- [Description of the task]: Gather from the listing below each line that includes the word "derive", and copy it.

====

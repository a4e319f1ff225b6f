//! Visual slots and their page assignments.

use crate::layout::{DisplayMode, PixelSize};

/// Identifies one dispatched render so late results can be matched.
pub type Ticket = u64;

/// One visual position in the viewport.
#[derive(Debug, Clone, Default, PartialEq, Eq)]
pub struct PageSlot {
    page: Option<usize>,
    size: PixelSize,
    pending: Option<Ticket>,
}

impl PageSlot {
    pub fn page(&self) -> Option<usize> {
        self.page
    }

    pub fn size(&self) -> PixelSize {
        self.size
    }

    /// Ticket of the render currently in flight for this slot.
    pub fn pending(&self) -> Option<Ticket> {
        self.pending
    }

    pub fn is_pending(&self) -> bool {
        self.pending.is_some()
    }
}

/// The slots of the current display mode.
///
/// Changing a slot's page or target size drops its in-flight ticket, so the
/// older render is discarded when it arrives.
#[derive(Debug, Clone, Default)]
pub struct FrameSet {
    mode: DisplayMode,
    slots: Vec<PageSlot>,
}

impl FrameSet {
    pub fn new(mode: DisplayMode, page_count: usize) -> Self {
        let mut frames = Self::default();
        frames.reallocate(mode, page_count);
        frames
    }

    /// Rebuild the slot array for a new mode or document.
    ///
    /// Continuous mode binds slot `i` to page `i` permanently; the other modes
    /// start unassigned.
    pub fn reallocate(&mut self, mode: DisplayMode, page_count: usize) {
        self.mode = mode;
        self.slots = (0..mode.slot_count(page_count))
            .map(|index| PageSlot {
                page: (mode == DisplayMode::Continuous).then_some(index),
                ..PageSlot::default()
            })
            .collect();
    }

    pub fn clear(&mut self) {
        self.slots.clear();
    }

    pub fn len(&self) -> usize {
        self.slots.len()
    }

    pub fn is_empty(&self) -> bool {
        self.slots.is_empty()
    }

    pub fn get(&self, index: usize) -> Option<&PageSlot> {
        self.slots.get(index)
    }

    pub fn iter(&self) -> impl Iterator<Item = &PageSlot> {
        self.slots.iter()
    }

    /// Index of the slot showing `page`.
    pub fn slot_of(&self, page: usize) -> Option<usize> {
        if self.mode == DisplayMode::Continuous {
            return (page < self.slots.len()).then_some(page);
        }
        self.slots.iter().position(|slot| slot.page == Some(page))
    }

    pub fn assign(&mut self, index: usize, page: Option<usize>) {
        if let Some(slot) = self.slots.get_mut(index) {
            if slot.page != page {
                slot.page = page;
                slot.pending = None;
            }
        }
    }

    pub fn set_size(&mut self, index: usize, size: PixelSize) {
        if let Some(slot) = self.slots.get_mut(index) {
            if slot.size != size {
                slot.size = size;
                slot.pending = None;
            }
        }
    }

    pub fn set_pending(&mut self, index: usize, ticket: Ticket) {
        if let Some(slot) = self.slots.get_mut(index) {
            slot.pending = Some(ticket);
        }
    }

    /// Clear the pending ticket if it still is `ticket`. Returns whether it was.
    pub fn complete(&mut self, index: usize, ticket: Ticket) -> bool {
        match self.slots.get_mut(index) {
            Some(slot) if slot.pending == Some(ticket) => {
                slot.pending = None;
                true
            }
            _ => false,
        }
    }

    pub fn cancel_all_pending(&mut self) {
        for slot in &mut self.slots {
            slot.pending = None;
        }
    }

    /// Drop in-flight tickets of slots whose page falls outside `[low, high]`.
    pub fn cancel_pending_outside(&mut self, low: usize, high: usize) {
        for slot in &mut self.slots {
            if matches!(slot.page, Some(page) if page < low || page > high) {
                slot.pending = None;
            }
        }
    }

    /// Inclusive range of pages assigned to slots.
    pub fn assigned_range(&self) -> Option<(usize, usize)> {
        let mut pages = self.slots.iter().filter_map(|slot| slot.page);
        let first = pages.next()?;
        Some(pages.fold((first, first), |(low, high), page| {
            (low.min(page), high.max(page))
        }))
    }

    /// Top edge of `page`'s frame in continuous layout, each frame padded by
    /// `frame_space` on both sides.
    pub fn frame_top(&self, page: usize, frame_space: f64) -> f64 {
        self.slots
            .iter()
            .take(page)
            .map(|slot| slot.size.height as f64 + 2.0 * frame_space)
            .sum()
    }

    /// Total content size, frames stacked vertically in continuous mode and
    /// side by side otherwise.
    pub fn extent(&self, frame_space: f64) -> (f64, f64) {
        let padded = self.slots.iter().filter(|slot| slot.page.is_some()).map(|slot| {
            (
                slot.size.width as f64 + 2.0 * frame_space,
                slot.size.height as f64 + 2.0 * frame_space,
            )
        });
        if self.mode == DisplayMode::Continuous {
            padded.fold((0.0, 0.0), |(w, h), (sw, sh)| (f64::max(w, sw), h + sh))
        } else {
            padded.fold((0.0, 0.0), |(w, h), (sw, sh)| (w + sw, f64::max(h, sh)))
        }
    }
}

====

- [Response to the exercise]:
#[derive(Debug, Clone, Default, PartialEq, Eq)]
#[derive(Debug, Clone, Default)]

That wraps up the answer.